» **SUPPLIED INFORMATION**
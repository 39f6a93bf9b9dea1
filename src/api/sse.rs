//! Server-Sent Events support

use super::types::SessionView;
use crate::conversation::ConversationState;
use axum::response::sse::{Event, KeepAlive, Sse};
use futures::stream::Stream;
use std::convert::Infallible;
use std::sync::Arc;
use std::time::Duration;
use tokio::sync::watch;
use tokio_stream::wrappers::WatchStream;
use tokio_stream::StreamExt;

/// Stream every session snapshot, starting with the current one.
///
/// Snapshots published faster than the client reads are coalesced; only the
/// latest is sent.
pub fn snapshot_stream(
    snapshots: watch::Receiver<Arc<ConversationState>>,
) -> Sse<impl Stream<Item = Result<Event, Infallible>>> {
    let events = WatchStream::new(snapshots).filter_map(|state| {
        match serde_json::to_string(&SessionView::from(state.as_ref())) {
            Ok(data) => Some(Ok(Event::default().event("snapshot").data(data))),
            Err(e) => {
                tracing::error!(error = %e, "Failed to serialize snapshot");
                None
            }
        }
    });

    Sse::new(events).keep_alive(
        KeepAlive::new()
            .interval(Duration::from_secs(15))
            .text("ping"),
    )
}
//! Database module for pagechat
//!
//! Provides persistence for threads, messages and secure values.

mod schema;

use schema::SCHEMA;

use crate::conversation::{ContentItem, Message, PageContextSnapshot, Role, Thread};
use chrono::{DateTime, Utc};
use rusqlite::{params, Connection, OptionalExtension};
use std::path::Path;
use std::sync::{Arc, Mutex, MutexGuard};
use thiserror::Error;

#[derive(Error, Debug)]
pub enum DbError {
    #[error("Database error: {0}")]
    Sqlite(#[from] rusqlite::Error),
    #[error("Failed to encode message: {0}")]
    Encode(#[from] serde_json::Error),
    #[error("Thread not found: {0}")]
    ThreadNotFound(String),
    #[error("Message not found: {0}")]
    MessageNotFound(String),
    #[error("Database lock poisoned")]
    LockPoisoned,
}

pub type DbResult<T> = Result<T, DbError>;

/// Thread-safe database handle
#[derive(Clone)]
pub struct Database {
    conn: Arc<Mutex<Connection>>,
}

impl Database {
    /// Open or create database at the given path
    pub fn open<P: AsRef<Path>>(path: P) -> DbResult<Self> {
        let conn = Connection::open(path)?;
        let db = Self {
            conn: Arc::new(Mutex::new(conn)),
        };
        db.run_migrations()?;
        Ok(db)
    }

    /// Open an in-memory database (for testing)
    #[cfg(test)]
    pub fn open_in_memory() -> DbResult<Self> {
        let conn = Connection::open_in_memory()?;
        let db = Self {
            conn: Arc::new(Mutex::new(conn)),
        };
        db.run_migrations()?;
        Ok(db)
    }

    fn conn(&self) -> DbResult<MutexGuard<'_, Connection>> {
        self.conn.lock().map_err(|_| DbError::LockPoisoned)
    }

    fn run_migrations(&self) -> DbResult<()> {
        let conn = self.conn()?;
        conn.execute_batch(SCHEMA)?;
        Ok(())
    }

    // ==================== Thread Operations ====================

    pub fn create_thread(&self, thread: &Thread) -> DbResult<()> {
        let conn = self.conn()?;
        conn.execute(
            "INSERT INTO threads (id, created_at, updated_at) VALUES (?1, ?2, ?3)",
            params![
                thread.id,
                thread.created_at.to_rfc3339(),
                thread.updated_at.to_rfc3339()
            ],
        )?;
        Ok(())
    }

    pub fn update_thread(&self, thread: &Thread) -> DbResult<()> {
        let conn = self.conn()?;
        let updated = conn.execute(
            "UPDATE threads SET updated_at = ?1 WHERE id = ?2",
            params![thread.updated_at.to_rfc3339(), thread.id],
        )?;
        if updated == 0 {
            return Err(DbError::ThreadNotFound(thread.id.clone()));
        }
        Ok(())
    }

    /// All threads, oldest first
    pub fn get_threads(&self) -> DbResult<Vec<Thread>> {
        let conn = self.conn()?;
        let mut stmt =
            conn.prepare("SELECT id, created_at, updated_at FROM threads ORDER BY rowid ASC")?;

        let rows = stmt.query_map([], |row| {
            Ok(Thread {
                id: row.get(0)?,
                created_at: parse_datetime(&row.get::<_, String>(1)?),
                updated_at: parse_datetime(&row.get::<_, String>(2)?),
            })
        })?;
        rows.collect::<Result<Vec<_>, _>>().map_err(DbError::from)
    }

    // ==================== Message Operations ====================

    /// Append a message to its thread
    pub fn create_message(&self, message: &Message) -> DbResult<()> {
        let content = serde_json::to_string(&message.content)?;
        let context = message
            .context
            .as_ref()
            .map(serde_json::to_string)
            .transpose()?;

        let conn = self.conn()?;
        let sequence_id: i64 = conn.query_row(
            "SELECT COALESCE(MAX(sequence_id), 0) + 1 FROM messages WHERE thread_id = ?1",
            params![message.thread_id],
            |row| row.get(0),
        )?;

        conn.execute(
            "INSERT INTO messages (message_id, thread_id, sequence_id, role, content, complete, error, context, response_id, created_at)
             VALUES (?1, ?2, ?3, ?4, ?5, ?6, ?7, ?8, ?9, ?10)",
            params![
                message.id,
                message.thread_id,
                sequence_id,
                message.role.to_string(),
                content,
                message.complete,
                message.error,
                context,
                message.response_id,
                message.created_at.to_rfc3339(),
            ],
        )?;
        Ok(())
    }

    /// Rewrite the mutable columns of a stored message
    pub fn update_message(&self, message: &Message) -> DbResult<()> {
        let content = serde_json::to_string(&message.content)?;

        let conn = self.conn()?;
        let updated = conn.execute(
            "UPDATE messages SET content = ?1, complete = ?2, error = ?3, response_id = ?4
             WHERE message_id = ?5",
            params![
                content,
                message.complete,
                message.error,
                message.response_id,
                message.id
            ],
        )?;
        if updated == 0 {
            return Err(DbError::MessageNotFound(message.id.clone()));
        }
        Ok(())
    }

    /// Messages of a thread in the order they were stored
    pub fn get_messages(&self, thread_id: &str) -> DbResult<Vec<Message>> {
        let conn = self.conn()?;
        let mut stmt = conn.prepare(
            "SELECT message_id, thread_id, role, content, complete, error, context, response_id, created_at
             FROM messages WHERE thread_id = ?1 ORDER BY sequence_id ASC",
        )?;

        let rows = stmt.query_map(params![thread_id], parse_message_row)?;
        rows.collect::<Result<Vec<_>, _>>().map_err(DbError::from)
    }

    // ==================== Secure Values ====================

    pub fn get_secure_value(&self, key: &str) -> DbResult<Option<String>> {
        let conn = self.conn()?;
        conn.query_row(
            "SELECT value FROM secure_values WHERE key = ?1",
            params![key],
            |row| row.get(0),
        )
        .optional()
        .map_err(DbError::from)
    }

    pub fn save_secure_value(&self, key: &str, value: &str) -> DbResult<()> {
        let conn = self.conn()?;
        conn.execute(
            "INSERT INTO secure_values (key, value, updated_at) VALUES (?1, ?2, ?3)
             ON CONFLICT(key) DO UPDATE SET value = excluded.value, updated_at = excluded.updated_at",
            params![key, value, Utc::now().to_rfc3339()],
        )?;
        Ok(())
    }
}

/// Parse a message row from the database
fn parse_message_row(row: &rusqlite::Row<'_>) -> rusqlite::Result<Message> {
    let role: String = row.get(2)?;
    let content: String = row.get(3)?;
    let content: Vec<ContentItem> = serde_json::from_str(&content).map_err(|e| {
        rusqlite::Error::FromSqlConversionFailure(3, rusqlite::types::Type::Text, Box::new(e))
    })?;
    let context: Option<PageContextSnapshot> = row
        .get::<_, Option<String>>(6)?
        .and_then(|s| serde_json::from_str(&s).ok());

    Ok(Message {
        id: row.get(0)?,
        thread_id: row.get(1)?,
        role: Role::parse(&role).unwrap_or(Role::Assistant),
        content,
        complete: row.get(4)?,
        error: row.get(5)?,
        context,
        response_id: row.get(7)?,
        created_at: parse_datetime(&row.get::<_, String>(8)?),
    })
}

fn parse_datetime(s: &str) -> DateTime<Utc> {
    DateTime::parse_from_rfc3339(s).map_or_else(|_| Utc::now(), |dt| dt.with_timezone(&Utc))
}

» **YOUR GOAL**
Using the material above, transcribe exactly the lines from the line with "let context = message" to the line with "context, response_id, created_at)"; both count, and nothing else goes in.

» **ANSWER TO THIS EXERCISE**
        let context = message
            .context
            .as_ref()
            .map(serde_json::to_string)
            .transpose()?;

        let conn = self.conn()?;
        let sequence_id: i64 = conn.query_row(
            "SELECT COALESCE(MAX(sequence_id), 0) + 1 FROM messages WHERE thread_id = ?1",
            params![message.thread_id],
            |row| row.get(0),
        )?;

        conn.execute(
            "INSERT INTO messages (message_id, thread_id, sequence_id, role, content, complete, error, context, response_id, created_at)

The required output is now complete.